# Your assignment
In the entries below, find each line bearing the string "OnceLock" and copy it.

# Task input
<<<<

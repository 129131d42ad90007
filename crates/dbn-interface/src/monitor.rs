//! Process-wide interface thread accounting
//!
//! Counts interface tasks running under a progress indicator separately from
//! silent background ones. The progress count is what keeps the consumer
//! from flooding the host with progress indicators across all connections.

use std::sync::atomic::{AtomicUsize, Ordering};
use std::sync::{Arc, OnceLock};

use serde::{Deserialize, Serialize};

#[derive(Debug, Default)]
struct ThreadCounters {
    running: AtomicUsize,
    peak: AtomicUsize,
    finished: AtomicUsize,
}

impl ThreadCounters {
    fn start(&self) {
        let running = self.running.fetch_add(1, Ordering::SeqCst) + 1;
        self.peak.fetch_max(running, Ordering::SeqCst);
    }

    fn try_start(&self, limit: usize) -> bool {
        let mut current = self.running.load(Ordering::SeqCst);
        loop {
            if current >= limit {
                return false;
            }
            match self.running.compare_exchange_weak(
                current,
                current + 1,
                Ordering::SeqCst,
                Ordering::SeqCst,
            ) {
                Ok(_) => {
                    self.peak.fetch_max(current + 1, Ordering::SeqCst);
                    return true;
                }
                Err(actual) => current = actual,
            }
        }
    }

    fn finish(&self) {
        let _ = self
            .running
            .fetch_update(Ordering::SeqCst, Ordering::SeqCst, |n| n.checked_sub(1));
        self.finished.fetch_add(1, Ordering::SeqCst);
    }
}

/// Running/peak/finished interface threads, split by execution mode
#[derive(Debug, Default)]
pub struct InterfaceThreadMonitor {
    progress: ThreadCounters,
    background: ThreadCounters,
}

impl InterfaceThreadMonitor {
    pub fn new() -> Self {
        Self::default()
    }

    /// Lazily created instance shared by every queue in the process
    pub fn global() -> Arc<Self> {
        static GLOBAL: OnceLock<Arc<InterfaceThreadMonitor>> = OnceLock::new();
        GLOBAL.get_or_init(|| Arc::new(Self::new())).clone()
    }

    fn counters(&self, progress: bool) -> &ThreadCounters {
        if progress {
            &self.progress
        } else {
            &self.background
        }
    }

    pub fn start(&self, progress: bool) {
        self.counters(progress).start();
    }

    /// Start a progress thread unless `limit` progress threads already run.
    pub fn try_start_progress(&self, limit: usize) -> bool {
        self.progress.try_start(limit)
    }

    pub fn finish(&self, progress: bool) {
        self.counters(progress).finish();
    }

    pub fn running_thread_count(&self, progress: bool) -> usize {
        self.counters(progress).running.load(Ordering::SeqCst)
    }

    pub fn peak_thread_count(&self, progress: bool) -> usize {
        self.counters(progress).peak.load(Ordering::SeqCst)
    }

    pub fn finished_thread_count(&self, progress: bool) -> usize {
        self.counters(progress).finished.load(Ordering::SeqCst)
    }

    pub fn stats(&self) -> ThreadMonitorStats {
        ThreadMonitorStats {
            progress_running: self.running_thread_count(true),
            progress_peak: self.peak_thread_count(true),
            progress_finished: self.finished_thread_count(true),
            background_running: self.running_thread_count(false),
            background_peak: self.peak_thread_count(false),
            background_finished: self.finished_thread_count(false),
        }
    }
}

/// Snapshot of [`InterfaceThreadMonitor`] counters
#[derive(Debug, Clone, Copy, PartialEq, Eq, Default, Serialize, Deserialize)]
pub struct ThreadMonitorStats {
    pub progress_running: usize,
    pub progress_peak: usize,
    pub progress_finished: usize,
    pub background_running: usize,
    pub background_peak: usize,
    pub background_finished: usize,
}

>>>>
<<<<

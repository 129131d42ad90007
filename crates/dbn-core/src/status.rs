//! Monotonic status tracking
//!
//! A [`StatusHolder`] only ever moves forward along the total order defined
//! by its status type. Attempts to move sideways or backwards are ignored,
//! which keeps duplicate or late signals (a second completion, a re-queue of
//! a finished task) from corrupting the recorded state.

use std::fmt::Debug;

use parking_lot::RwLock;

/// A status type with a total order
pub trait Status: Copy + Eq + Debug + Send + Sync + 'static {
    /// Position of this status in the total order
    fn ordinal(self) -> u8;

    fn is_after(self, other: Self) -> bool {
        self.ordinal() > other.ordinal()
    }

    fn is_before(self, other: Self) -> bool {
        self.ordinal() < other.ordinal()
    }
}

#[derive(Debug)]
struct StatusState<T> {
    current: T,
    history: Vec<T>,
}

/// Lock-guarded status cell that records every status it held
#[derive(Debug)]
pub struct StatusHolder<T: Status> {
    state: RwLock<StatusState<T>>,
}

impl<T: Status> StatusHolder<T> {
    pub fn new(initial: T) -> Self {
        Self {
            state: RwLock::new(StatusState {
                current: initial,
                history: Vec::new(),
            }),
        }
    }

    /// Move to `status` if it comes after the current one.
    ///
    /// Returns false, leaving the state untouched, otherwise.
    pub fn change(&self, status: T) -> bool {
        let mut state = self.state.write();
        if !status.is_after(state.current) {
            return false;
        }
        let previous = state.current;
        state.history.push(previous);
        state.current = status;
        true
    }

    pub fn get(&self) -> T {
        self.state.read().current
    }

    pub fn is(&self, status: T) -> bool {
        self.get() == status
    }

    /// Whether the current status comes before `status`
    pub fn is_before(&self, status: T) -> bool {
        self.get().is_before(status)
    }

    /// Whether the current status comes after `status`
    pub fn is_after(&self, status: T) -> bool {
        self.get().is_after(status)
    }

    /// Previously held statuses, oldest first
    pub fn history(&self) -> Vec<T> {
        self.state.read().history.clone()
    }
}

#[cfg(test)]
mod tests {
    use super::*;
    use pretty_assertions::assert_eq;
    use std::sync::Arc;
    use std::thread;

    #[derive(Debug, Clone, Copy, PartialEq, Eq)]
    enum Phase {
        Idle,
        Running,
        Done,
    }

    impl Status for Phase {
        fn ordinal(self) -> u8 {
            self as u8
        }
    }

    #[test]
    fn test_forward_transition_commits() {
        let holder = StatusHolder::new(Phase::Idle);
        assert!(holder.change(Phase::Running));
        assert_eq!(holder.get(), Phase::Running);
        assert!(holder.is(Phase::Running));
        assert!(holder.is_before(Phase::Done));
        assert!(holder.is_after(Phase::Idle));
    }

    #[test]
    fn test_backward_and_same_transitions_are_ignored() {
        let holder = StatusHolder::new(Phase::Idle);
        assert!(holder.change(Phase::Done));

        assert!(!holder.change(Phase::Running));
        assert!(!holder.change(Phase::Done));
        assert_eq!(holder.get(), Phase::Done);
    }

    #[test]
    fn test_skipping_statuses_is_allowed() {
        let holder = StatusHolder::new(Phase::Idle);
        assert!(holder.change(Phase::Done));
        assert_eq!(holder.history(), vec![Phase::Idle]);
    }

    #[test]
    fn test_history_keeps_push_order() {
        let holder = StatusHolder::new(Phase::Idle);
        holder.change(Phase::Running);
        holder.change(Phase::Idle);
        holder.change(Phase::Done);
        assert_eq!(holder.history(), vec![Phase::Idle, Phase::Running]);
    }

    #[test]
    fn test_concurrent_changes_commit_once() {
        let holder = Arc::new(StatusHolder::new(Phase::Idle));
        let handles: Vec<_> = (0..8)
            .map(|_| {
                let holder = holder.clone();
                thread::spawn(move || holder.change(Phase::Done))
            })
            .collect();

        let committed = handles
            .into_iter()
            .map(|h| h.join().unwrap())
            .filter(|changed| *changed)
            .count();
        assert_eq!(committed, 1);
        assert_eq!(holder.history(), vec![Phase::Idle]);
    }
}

>>>>

# Response below
use std::sync::{Arc, OnceLock};
        static GLOBAL: OnceLock<Arc<InterfaceThreadMonitor>> = OnceLock::new();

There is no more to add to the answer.